Glioblastoma is a highly malignant tumor, with a median survival of 9 to 14 months and 5-year survival in less than 10% of patients.
• What is the benefit of resection in a suspected case of glioblastoma?
Resection of a suspected malignant brain tumor confers several benefits. A resection specimen provides representative tumor tissue for pathological diagnosis, including molecular genetic tests. A debulking resection may also reduce mass effect and intracranial pressure, leading to clinical improvement and decreasing the need for antiedema medications such as glucocorticoids. A prospective, randomized trial showed that, in a subset of patients with glioblastoma, gross total resection conferred a survival benefit as compared with subtotal resection.
• How does the status of methylguanine-DNA methyltransferase (MGMT) methylation affect the prognosis of glioblastoma?
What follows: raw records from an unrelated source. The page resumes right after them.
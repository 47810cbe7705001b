//! Repository for the `projects` table.

use sqlx::PgPool;
use vendorlink_core::types::DbId;

use crate::models::project::Project;

const COLUMNS: &str = "id, user_id, name, created_at, updated_at";

/// Provides CRUD operations for projects.
pub struct ProjectRepo;

impl ProjectRepo {
    /// Insert a new project for `user_id`, returning the created row.
    ///
    /// A case-insensitive duplicate name violates `uq_projects_user_name`.
    pub async fn create(pool: &PgPool, user_id: DbId, name: &str) -> Result<Project, sqlx::Error> {
        let query = format!(
            "INSERT INTO projects (user_id, name) VALUES ($1, $2) RETURNING {COLUMNS}"
        );
        sqlx::query_as::<_, Project>(&query)
            .bind(user_id)
            .bind(name)
            .fetch_one(pool)
            .await
    }

    pub async fn find_by_id(pool: &PgPool, id: DbId) -> Result<Option<Project>, sqlx::Error> {
        let query = format!("SELECT {COLUMNS} FROM projects WHERE id = $1");
        sqlx::query_as::<_, Project>(&query)
            .bind(id)
            .fetch_optional(pool)
            .await
    }

    /// Find a user's project by name, ignoring case.
    pub async fn find_by_name(
        pool: &PgPool,
        user_id: DbId,
        name: &str,
    ) -> Result<Option<Project>, sqlx::Error> {
        let query = format!(
            "SELECT {COLUMNS} FROM projects WHERE user_id = $1 AND LOWER(name) = LOWER($2)"
        );
        sqlx::query_as::<_, Project>(&query)
            .bind(user_id)
            .bind(name.trim())
            .fetch_optional(pool)
            .await
    }

    /// List a user's projects, oldest first.
    pub async fn list_by_user(pool: &PgPool, user_id: DbId) -> Result<Vec<Project>, sqlx::Error> {
        let query = format!("SELECT {COLUMNS} FROM projects WHERE user_id = $1 ORDER BY id");
        sqlx::query_as::<_, Project>(&query)
            .bind(user_id)
            .fetch_all(pool)
            .await
    }
}
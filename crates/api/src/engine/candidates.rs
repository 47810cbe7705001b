//! Geospatial Candidate Filter.
//!
//! Scans every vendor of the requested role and keeps those within the
//! search radius of the event, minus the vendors already targeted in the
//! caller's (project, role) slot. Results are nearest first, ties by id.

use std::sync::Arc;

use serde::Serialize;
use vendorlink_core::error::CoreError;
use vendorlink_core::geo::{validate_radius, within_radius, GeoPoint};
use vendorlink_core::roles::Capability;
use vendorlink_core::types::DbId;
use vendorlink_core::vendor_role::VendorRole;
use vendorlink_db::models::vendor::Vendor;
use vendorlink_db::store::LedgerStore;

use super::ledger::RequestLedger;
use super::{owned_project, Caller};
use crate::config::SearchConfig;

#[derive(Debug, Clone)]
pub struct CandidateQuery {
    pub project_id: DbId,
    pub role: VendorRole,
    pub origin: GeoPoint,
    /// Falls back to the configured default radius.
    pub radius_km: Option<f64>,
}

#[derive(Debug, Clone, Serialize)]
pub struct Candidate {
    #[serde(flatten)]
    pub vendor: Vendor,
    pub distance_km: f64,
}

#[derive(Clone)]
pub struct CandidateFilter {
    store: Arc<dyn LedgerStore>,
    search: SearchConfig,
}

impl CandidateFilter {
    pub fn new(store: Arc<dyn LedgerStore>, search: SearchConfig) -> Self {
        Self { store, search }
    }

    pub async fn find_candidates(
        &self,
        caller: &Caller,
        query: &CandidateQuery,
    ) -> Result<Vec<Candidate>, CoreError> {
        caller.require(Capability::ActAsUser)?;
        query.origin.validate()?;
        let radius_km = query.radius_km.unwrap_or(self.search.default_radius_km);
        validate_radius(radius_km, self.search.max_radius_km)?;

        let project = owned_project(self.store.as_ref(), caller.id, query.project_id).await?;
        let targeted = RequestLedger::new(Arc::clone(&self.store))
            .targeted_vendors(caller.id, project.id, query.role)
            .await?;

        let vendors = self.store.list_vendors_by_role(query.role).await?;
        let scanned = vendors.len();
        let candidates: Vec<Candidate> = within_radius(
            query.origin,
            radius_km,
            vendors.into_iter().filter(|v| !targeted.contains(&v.id)),
            Vendor::point,
        )
        .into_iter()
        .map(|(vendor, distance_km)| Candidate {
            vendor,
            distance_km,
        })
        .collect();

        tracing::debug!(
            project_id = project.id,
            role = %query.role,
            radius_km,
            scanned,
            excluded = targeted.len(),
            found = candidates.len(),
            "Candidate search",
        );
        Ok(candidates)
    }
}
//! Repository for the `vendor_requests` ledger.
//!
//! Acceptance writes run inside a transaction holding an advisory lock on
//! the request's (project, role) slot, so two acceptances competing for the
//! same slot are serialized by PostgreSQL and the second one observes the
//! first booking.

use sqlx::{PgPool, Postgres, Transaction};
use vendorlink_core::negotiation::NegotiationState;
use vendorlink_core::progress::ProgressStep;
use vendorlink_core::types::DbId;

use crate::models::vendor_request::{NewVendorRequest, RequestQuery, VendorRequest};

const COLUMNS: &str = "id, user_id, vendor_id, project_id, role, description, \
                       longitude, latitude, start_at, end_at, vendor_status, user_status, \
                       budget, additional_details, progress, rating, rating_message, \
                       reviewed_at, created_at, updated_at";

/// Outcome of a conditional single-document update.
#[derive(Debug, Clone)]
pub enum GuardedUpdate {
    /// The write was applied; the updated row.
    Applied(VendorRequest),
    /// No request with that id exists.
    Missing,
    /// The request exists but the guard refused the write.
    Blocked,
}

/// Provides ledger operations for vendor requests.
pub struct VendorRequestRepo;

impl VendorRequestRepo {
    /// Insert a new request with both statuses Pending.
    pub async fn create(
        pool: &PgPool,
        input: &NewVendorRequest,
    ) -> Result<VendorRequest, sqlx::Error> {
        let query = format!(
            "INSERT INTO vendor_requests
                (user_id, vendor_id, project_id, role, description,
                 longitude, latitude, start_at, end_at)
             VALUES ($1, $2, $3, $4, $5, $6, $7, $8, $9)
             RETURNING {COLUMNS}"
        );
        sqlx::query_as::<_, VendorRequest>(&query)
            .bind(input.user_id)
            .bind(input.vendor_id)
            .bind(input.project_id)
            .bind(input.role.as_str())
            .bind(&input.description)
            .bind(input.point.longitude)
            .bind(input.point.latitude)
            .bind(input.window.start)
            .bind(input.window.end)
            .fetch_one(pool)
            .await
    }

    pub async fn find_by_id(pool: &PgPool, id: DbId) -> Result<Option<VendorRequest>, sqlx::Error> {
        let query = format!("SELECT {COLUMNS} FROM vendor_requests WHERE id = $1");
        sqlx::query_as::<_, VendorRequest>(&query)
            .bind(id)
            .fetch_optional(pool)
            .await
    }

    /// List requests matching `filter`, ordered by id.
    pub async fn list(
        pool: &PgPool,
        filter: &RequestQuery,
    ) -> Result<Vec<VendorRequest>, sqlx::Error> {
        let query = format!(
            "SELECT {COLUMNS} FROM vendor_requests
             WHERE ($1::BIGINT IS NULL OR user_id = $1)
               AND ($2::BIGINT IS NULL OR project_id = $2)
               AND ($3::BIGINT IS NULL OR vendor_id = $3)
               AND ($4::TEXT IS NULL OR role = $4)
               AND ($5 = 'any'
                    OR ($5 = 'booked') = (vendor_status = $6 AND user_status = $6))
             ORDER BY id"
        );
        sqlx::query_as::<_, VendorRequest>(&query)
            .bind(filter.user_id)
            .bind(filter.project_id)
            .bind(filter.vendor_id)
            .bind(filter.role.map(|r| r.as_str()))
            .bind(filter.acceptance_param())
            .bind(NegotiationState::Accepted.id())
            .fetch_all(pool)
            .await
    }

    /// Record the vendor's acceptance with the optional negotiated terms.
    ///
    /// Refused when a sibling in the same slot is already booked. The terms
    /// are written only by the first acceptance; repeating it keeps them.
    pub async fn accept_as_vendor(
        pool: &PgPool,
        id: DbId,
        budget: Option<f64>,
        additional_details: Option<&str>,
    ) -> Result<GuardedUpdate, sqlx::Error> {
        let mut tx = pool.begin().await?;
        if !Self::lock_slot_if_free(&mut tx, id).await? {
            return Self::classify_refusal(&mut tx, id).await;
        }

        let query = format!(
            "UPDATE vendor_requests SET
                vendor_status = $2,
                budget = CASE WHEN vendor_status = $2 THEN budget ELSE $3 END,
                additional_details = CASE WHEN vendor_status = $2
                                          THEN additional_details ELSE $4 END,
                updated_at = NOW()
             WHERE id = $1
             RETURNING {COLUMNS}"
        );
        let updated = sqlx::query_as::<_, VendorRequest>(&query)
            .bind(id)
            .bind(NegotiationState::Accepted.id())
            .bind(budget)
            .bind(additional_details)
            .fetch_one(&mut *tx)
            .await?;
        tx.commit().await?;
        Ok(GuardedUpdate::Applied(updated))
    }

    /// Record the user's acceptance.
    ///
    /// Refused when a sibling in the same slot is already booked.
    pub async fn accept_as_user(pool: &PgPool, id: DbId) -> Result<GuardedUpdate, sqlx::Error> {
        let mut tx = pool.begin().await?;
        if !Self::lock_slot_if_free(&mut tx, id).await? {
            return Self::classify_refusal(&mut tx, id).await;
        }

        let query = format!(
            "UPDATE vendor_requests SET user_status = $2, updated_at = NOW()
             WHERE id = $1
             RETURNING {COLUMNS}"
        );
        let updated = sqlx::query_as::<_, VendorRequest>(&query)
            .bind(id)
            .bind(NegotiationState::Accepted.id())
            .fetch_one(&mut *tx)
            .await?;
        tx.commit().await?;
        Ok(GuardedUpdate::Applied(updated))
    }

    /// Take the slot's advisory lock and report whether the slot is free
    /// for `id` (the request exists and no sibling is booked). The lock is
    /// keyed on the full 64-bit project id and held until `tx` ends.
    pub async fn lock_slot_if_free(
        tx: &mut Transaction<'_, Postgres>,
        id: DbId,
    ) -> Result<bool, sqlx::Error> {
        let slot: Option<(DbId, String)> =
            sqlx::query_as("SELECT project_id, role FROM vendor_requests WHERE id = $1")
                .bind(id)
                .fetch_optional(&mut **tx)
                .await?;
        let Some((project_id, role)) = slot else {
            return Ok(false);
        };

        sqlx::query(
            "SELECT pg_advisory_xact_lock(hashtextextended($1::BIGINT::TEXT || ':' || $2, 0))",
        )
        .bind(project_id)
        .bind(&role)
        .execute(&mut **tx)
        .await?;

        let booked_sibling: bool = sqlx::query_scalar(
            "SELECT EXISTS (
                SELECT 1 FROM vendor_requests s
                JOIN vendor_requests r ON r.id = $1
                WHERE s.user_id = r.user_id
                  AND s.project_id = r.project_id
                  AND s.role = r.role
                  AND s.id <> r.id
                  AND s.vendor_status = $2
                  AND s.user_status = $2
             )",
        )
        .bind(id)
        .bind(NegotiationState::Accepted.id())
        .fetch_one(&mut **tx)
        .await?;
        Ok(!booked_sibling)
    }

    async fn classify_refusal(
        tx: &mut Transaction<'_, Postgres>,
        id: DbId,
    ) -> Result<GuardedUpdate, sqlx::Error> {
        let exists: bool =
            sqlx::query_scalar("SELECT EXISTS (SELECT 1 FROM vendor_requests WHERE id = $1)")
                .bind(id)
                .fetch_one(&mut **tx)
                .await?;
        Ok(if exists {
            GuardedUpdate::Blocked
        } else {
            GuardedUpdate::Missing
        })
    }

    /// Write the initial checklist if the request is booked and has none yet.
    /// Returns `true` if this call populated it.
    pub async fn seed_progress(
        pool: &PgPool,
        id: DbId,
        steps: &[ProgressStep],
    ) -> Result<bool, sqlx::Error> {
        let result = sqlx::query(
            "UPDATE vendor_requests SET progress = $2, updated_at = NOW()
             WHERE id = $1
               AND vendor_status = $3 AND user_status = $3
               AND progress = '[]'::jsonb",
        )
        .bind(id)
        .bind(sqlx::types::Json(steps))
        .bind(NegotiationState::Accepted.id())
        .execute(pool)
        .await?;
        Ok(result.rows_affected() > 0)
    }

    /// Set the `done` flag of the step named exactly `step` in one
    /// statement, so concurrent ticks on different steps never overwrite
    /// each other. Blocked when the request is not booked or has no such
    /// step.
    pub async fn set_progress_step(
        pool: &PgPool,
        id: DbId,
        step: &str,
        done: bool,
    ) -> Result<GuardedUpdate, sqlx::Error> {
        let query = format!(
            "UPDATE vendor_requests SET
                progress = (
                    SELECT jsonb_agg(
                        CASE WHEN elem->>'step' = $2
                             THEN jsonb_set(elem, '{{done}}', to_jsonb($3::BOOLEAN))
                             ELSE elem END
                        ORDER BY ord)
                    FROM jsonb_array_elements(progress) WITH ORDINALITY AS t(elem, ord)
                ),
                updated_at = NOW()
             WHERE id = $1
               AND vendor_status = $4 AND user_status = $4
               AND progress @> jsonb_build_array(jsonb_build_object('step', $2::TEXT))
             RETURNING {COLUMNS}"
        );
        let updated = sqlx::query_as::<_, VendorRequest>(&query)
            .bind(id)
            .bind(step)
            .bind(done)
            .bind(NegotiationState::Accepted.id())
            .fetch_optional(pool)
            .await?;
        Self::classify(pool, id, updated).await
    }

    /// Store a rating and message. Applied only to a booked request that
    /// carries no rating yet.
    pub async fn record_review(
        pool: &PgPool,
        id: DbId,
        rating: i16,
        message: &str,
    ) -> Result<GuardedUpdate, sqlx::Error> {
        let query = format!(
            "UPDATE vendor_requests SET
                rating = $2,
                rating_message = $3,
                reviewed_at = NOW(),
                updated_at = NOW()
             WHERE id = $1
               AND rating IS NULL
               AND vendor_status = $4 AND user_status = $4
             RETURNING {COLUMNS}"
        );
        let updated = sqlx::query_as::<_, VendorRequest>(&query)
            .bind(id)
            .bind(rating)
            .bind(message)
            .bind(NegotiationState::Accepted.id())
            .fetch_optional(pool)
            .await?;
        Self::classify(pool, id, updated).await
    }

    async fn classify(
        pool: &PgPool,
        id: DbId,
        updated: Option<VendorRequest>,
    ) -> Result<GuardedUpdate, sqlx::Error> {
        match updated {
            Some(row) => Ok(GuardedUpdate::Applied(row)),
            None => match Self::find_by_id(pool, id).await? {
                Some(_) => Ok(GuardedUpdate::Blocked),
                None => Ok(GuardedUpdate::Missing),
            },
        }
    }

    /// Every rating carried by the vendor's requests.
    pub async fn ratings_for_vendor(pool: &PgPool, vendor_id: DbId) -> Result<Vec<i16>, sqlx::Error> {
        sqlx::query_scalar(
            "SELECT rating FROM vendor_requests
             WHERE vendor_id = $1 AND rating IS NOT NULL
             ORDER BY id",
        )
        .bind(vendor_id)
        .fetch_all(pool)
        .await
    }

    /// Permanently delete a request. Returns `true` if a row was removed.
    pub async fn delete(pool: &PgPool, id: DbId) -> Result<bool, sqlx::Error> {
        let result = sqlx::query("DELETE FROM vendor_requests WHERE id = $1")
            .bind(id)
            .execute(pool)
            .await?;
        Ok(result.rows_affected() > 0)
    }
}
MGMT is a DNA-repair protein; the methylation status of the MGMT promoter has prognostic and potentially predictive significance in glioblastoma. Studies of the methylation status of the MGMT promoter in primary and recurrent glioblastomas have shown that recurrent tumors may change their methylation status, particularly if the primary tumor had a methylated MGMT promoter; however, methylation status of the MGMT promoter at recurrence does not appear to be predictive of subsequent outcome. In one study, patients with glioblastoma whose tumors were positive for MGMT methylation had a median survival of 21.7 months and 2-year survival of 46%, as compared with patients whose tumors were negative for MGMT methylation, who had a median survival of 12.7 months and 2-year survival of 13.8%.
Morning Report Questions
Q: What is the standard of care for patients with newly diagnosed glioblastoma?
A: Radiation was shown in the 1970s and 1980s to be superior to supportive care or chemotherapy alone in prolonging survival and is a critical component of the management of glioblastoma. Radiation is delivered as focal, fractionated, external-beam treatments. Temozolomide is an oral methylating agent that improves progression-free and overall survival as compared with radiation alone. It is administered concurrently with radiation for 6 weeks (chemoradiation) and then without radiation for 6 months. This regimen is now considered the standard of care for patients with newly diagnosed glioblastoma, regardless of the methylation status of MGMT.
Q: What is tumor pseudoprogression?
A: Tumor pseudoprogression is a reaction of the tumor and tumor microenvironment to radiation and chemotherapy. In one case series of glioblastoma, patients with tumors that showed pseudoprogression had improved survival relative to patients with tumors that did not develop pseudoprogression. Tumor pseudoprogression usually occurs within 3 months after completion of radiation and chemotherapy. Pseudoprogression occurs in approximately 20 to 40% of patients with glioblastoma after chemoradiation. Pseudoprogression may be associated with cerebral edema and increased intracranial pressure and can result in neurologic symptoms and signs.